┌──
use std::collections::{BTreeMap, HashSet};

use chrono::{Datelike, Duration, NaiveDate};
use serde::{Deserialize, Serialize};
use uuid::Uuid;

use crate::records::{PullRequestRecord, UsageRecord};
use crate::stats::mean;

/// One weekly aggregate. `value` is None when the week has matching
/// records but none carry the averaged metric.
#[derive(Debug, Clone, Serialize, Deserialize, PartialEq)]
pub struct TrendPoint {
    pub week_start: NaiveDate,
    pub value: Option<f64>,
    pub record_count: usize,
}

/// Monday of the week containing `date`.
pub fn week_start(date: NaiveDate) -> NaiveDate {
    date - Duration::days(date.weekday().num_days_from_monday() as i64)
}

/// Group items into Monday-start calendar weeks by the date `date_of`
/// extracts. Items mapping to None are skipped; weeks with no matching
/// items are simply absent (callers needing dense series fill gaps
/// themselves).
pub fn group_by_week<'a, T, F>(items: &'a [T], date_of: F) -> BTreeMap<NaiveDate, Vec<&'a T>>
where
    F: Fn(&T) -> Option<NaiveDate>,
{
    let mut weeks: BTreeMap<NaiveDate, Vec<&'a T>> = BTreeMap::new();
    for item in items {
        if let Some(date) = date_of(item) {
            weeks.entry(week_start(date)).or_default().push(item);
        }
    }
    weeks
}

fn in_window(date: NaiveDate, start: NaiveDate, end: NaiveDate) -> bool {
    date >= start && date <= end
}

/// Distinct members with any assistant activity, per week.
pub fn ai_adoption_trend(
    team_id: Uuid,
    start: NaiveDate,
    end: NaiveDate,
    usage: &[UsageRecord],
) -> Vec<TrendPoint> {
    tracing::debug!(team = %team_id, records = usage.len(), "computing adoption trend");

    let weeks = group_by_week(usage, |u| in_window(u.date, start, end).then_some(u.date));
    weeks
        .into_iter()
        .map(|(week, records)| {
            let members: HashSet<&str> =
                records.iter().map(|u| u.member_id.as_str()).collect();
            TrendPoint {
                week_start: week,
                value: Some(members.len() as f64),
                record_count: records.len(),
            }
        })
        .collect()
}

/// Weekly suggestion acceptance as a 0-100 ratio of accepted over shown.
/// A week where nothing was shown reports 0.00 rather than dividing by
/// zero.
pub fn acceptance_trend(
    team_id: Uuid,
    start: NaiveDate,
    end: NaiveDate,
    usage: &[UsageRecord],
) -> Vec<TrendPoint> {
    tracing::debug!(team = %team_id, records = usage.len(), "computing acceptance trend");

    let weeks = group_by_week(usage, |u| in_window(u.date, start, end).then_some(u.date));
    weeks
        .into_iter()
        .map(|(week, records)| {
            let shown: u64 = records.iter().map(|u| u.suggestions_shown as u64).sum();
            let accepted: u64 = records.iter().map(|u| u.suggestions_accepted as u64).sum();
            let rate = if shown == 0 {
                0.0
            } else {
                accepted as f64 / shown as f64 * 100.0
            };
            TrendPoint {
                week_start: week,
                value: Some(rate),
                record_count: records.len(),
            }
        })
        .collect()
}

/// Average cycle time of PRs merged each week.
pub fn cycle_time_trend(
    team_id: Uuid,
    start: NaiveDate,
    end: NaiveDate,
    prs: &[PullRequestRecord],
) -> Vec<TrendPoint> {
    tracing::debug!(team = %team_id, pull_requests = prs.len(), "computing cycle time trend");
    merged_average_trend(start, end, prs, |pr| pr.cycle_time_hours)
}

/// Average review time of PRs merged each week.
pub fn review_time_trend(
    team_id: Uuid,
    start: NaiveDate,
    end: NaiveDate,
    prs: &[PullRequestRecord],
) -> Vec<TrendPoint> {
    tracing::debug!(team = %team_id, pull_requests = prs.len(), "computing review time trend");
    merged_average_trend(start, end, prs, |pr| pr.review_time_hours)
}

fn merged_average_trend<F>(
    start: NaiveDate,
    end: NaiveDate,
    prs: &[PullRequestRecord],
    metric: F,
) -> Vec<TrendPoint>
where
    F: Fn(&PullRequestRecord) -> Option<f64>,
{
    let weeks = group_by_week(prs, |pr| {
        if !pr.is_merged() {
            return None;
        }
        pr.merged_on().filter(|&d| in_window(d, start, end))
    });

    weeks
        .into_iter()
        .map(|(week, records)| {
            let values: Vec<f64> = records.iter().filter_map(|pr| metric(pr)).collect();
            TrendPoint {
                week_start: week,
                value: mean(&values),
                record_count: records.len(),
            }
        })
        .collect()
}

#[cfg(test)]
mod tests {
    use super::*;
    use crate::records::PrState;
    use chrono::{TimeZone, Utc};
    use uuid::Uuid;

    fn day(y: i32, m: u32, d: u32) -> NaiveDate {
        NaiveDate::from_ymd_opt(y, m, d).unwrap()
    }

    fn usage_on(member: &str, date: NaiveDate, shown: u32, accepted: u32) -> UsageRecord {
        UsageRecord {
            member_id: member.to_string(),
            date,
            suggestions_shown: shown,
            suggestions_accepted: accepted,
            acceptance_rate: None,
        }
    }

    fn merged_pr_on(date: NaiveDate, cycle: Option<f64>, review: Option<f64>) -> PullRequestRecord {
        let merged_at = Utc
            .with_ymd_and_hms(date.year(), date.month(), date.day(), 15, 0, 0)
            .unwrap();
        PullRequestRecord {
            id: Uuid::new_v4(),
            author_id: "dev".to_string(),
            state: PrState::Merged,
            created_at: merged_at - Duration::hours(24),
            merged_at: Some(merged_at),
            cycle_time_hours: cycle,
            review_time_hours: review,
            additions: 50,
            deletions: 5,
            is_revert: false,
            is_hotfix: false,
            jira_key: String::new(),
        }
    }

    #[test]
    fn week_start_is_monday() {
        // 2026-03-04 is a Wednesday; its week starts Monday 2026-03-02.
        assert_eq!(week_start(day(2026, 3, 4)), day(2026, 3, 2));
        // A Monday maps to itself.
        assert_eq!(week_start(day(2026, 3, 2)), day(2026, 3, 2));
        // Sunday belongs to the preceding Monday's week.
        assert_eq!(week_start(day(2026, 3, 8)), day(2026, 3, 2));
    }

    #[test]
    fn empty_weeks_are_omitted() {
        let usage = vec![
            usage_on("ana", day(2026, 3, 3), 10, 5),
            // Two-week gap.
            usage_on("ana", day(2026, 3, 24), 10, 5),
        ];
        let trend = ai_adoption_trend(Uuid::new_v4(), day(2026, 3, 1), day(2026, 3, 31), &usage);
        assert_eq!(trend.len(), 2);
        assert_eq!(trend[0].week_start, day(2026, 3, 2));
        assert_eq!(trend[1].week_start, day(2026, 3, 23));
    }

    #[test]
    fn adoption_counts_distinct_members() {
        let usage = vec![
            usage_on("ana", day(2026, 3, 2), 10, 5),
            usage_on("ana", day(2026, 3, 3), 10, 5),
            usage_on("ben", day(2026, 3, 4), 0, 0),
        ];
        let trend = ai_adoption_trend(Uuid::new_v4(), day(2026, 3, 1), day(2026, 3, 31), &usage);
        assert_eq!(trend.len(), 1);
        assert_eq!(trend[0].value, Some(2.0));
        assert_eq!(trend[0].record_count, 3);
    }

    #[test]
    fn acceptance_is_a_ratio_of_totals() {
        let usage = vec![
            usage_on("ana", day(2026, 3, 2), 100, 30),
            usage_on("ben", day(2026, 3, 3), 100, 50),
        ];
        let trend = acceptance_trend(Uuid::new_v4(), day(2026, 3, 1), day(2026, 3, 31), &usage);
        assert_eq!(trend.len(), 1);
        // (30 + 50) / (100 + 100) = 40%
        assert_eq!(trend[0].value, Some(40.0));
    }

    #[test]
    fn acceptance_with_nothing_shown_is_zero() {
        let usage = vec![usage_on("ana", day(2026, 3, 2), 0, 0)];
        let trend = acceptance_trend(Uuid::new_v4(), day(2026, 3, 1), day(2026, 3, 31), &usage);
        assert_eq!(trend.len(), 1);
        assert_eq!(trend[0].value, Some(0.0));
    }

    #[test]
    fn records_outside_the_window_are_dropped() {
        let usage = vec![
            usage_on("ana", day(2026, 2, 25), 10, 5),
            usage_on("ana", day(2026, 3, 3), 10, 5),
            usage_on("ana", day(2026, 4, 2), 10, 5),
        ];
        let trend = ai_adoption_trend(Uuid::new_v4(), day(2026, 3, 1), day(2026, 3, 31), &usage);
        assert_eq!(trend.len(), 1);
        assert_eq!(trend[0].week_start, day(2026, 3, 2));
    }

    #[test]
    fn cycle_trend_averages_merged_prs_per_week() {
        let prs = vec![
            merged_pr_on(day(2026, 3, 2), Some(10.0), None),
            merged_pr_on(day(2026, 3, 5), Some(20.0), None),
            merged_pr_on(day(2026, 3, 10), Some(40.0), None),
        ];
        let trend = cycle_time_trend(Uuid::new_v4(), day(2026, 3, 1), day(2026, 3, 31), &prs);
        assert_eq!(trend.len(), 2);
        assert_eq!(trend[0].value, Some(15.0));
        assert_eq!(trend[0].record_count, 2);
        assert_eq!(trend[1].value, Some(40.0));
    }

    #[test]
    fn open_prs_never_reach_the_cycle_trend() {
        let mut pr = merged_pr_on(day(2026, 3, 2), Some(10.0), None);
        pr.state = PrState::Open;
        pr.merged_at = None;
        let trend = cycle_time_trend(Uuid::new_v4(), day(2026, 3, 1), day(2026, 3, 31), &[pr]);
        assert!(trend.is_empty());
    }

    #[test]
    fn missing_metric_values_leave_value_none() {
        let prs = vec![
            merged_pr_on(day(2026, 3, 2), None, None),
            merged_pr_on(day(2026, 3, 3), None, None),
        ];
        let trend = cycle_time_trend(Uuid::new_v4(), day(2026, 3, 1), day(2026, 3, 31), &prs);
        assert_eq!(trend.len(), 1);
        assert_eq!(trend[0].value, None);
        assert_eq!(trend[0].record_count, 2);
    }

    #[test]
    fn review_trend_uses_review_time() {
        let prs = vec![
            merged_pr_on(day(2026, 3, 2), Some(50.0), Some(4.0)),
            merged_pr_on(day(2026, 3, 3), Some(70.0), Some(8.0)),
        ];
        let trend = review_time_trend(Uuid::new_v4(), day(2026, 3, 1), day(2026, 3, 31), &prs);
        assert_eq!(trend.len(), 1);
        assert_eq!(trend[0].value, Some(6.0));
    }

    #[test]
    fn trend_points_are_ordered_by_week() {
        let usage: Vec<UsageRecord> = (0..30)
            .map(|i| usage_on("ana", day(2026, 3, 2) + Duration::days(i), 10, 5))
            .collect();
        let trend = acceptance_trend(Uuid::new_v4(), day(2026, 3, 1), day(2026, 4, 5), &usage);
        for pair in trend.windows(2) {
            assert!(pair[0].week_start < pair[1].week_start);
        }
    }
}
└──
▸ **What you should do**:
Report the total of lines above containing the string "crate", and write nothing besides it.

▸ **Written response**:
3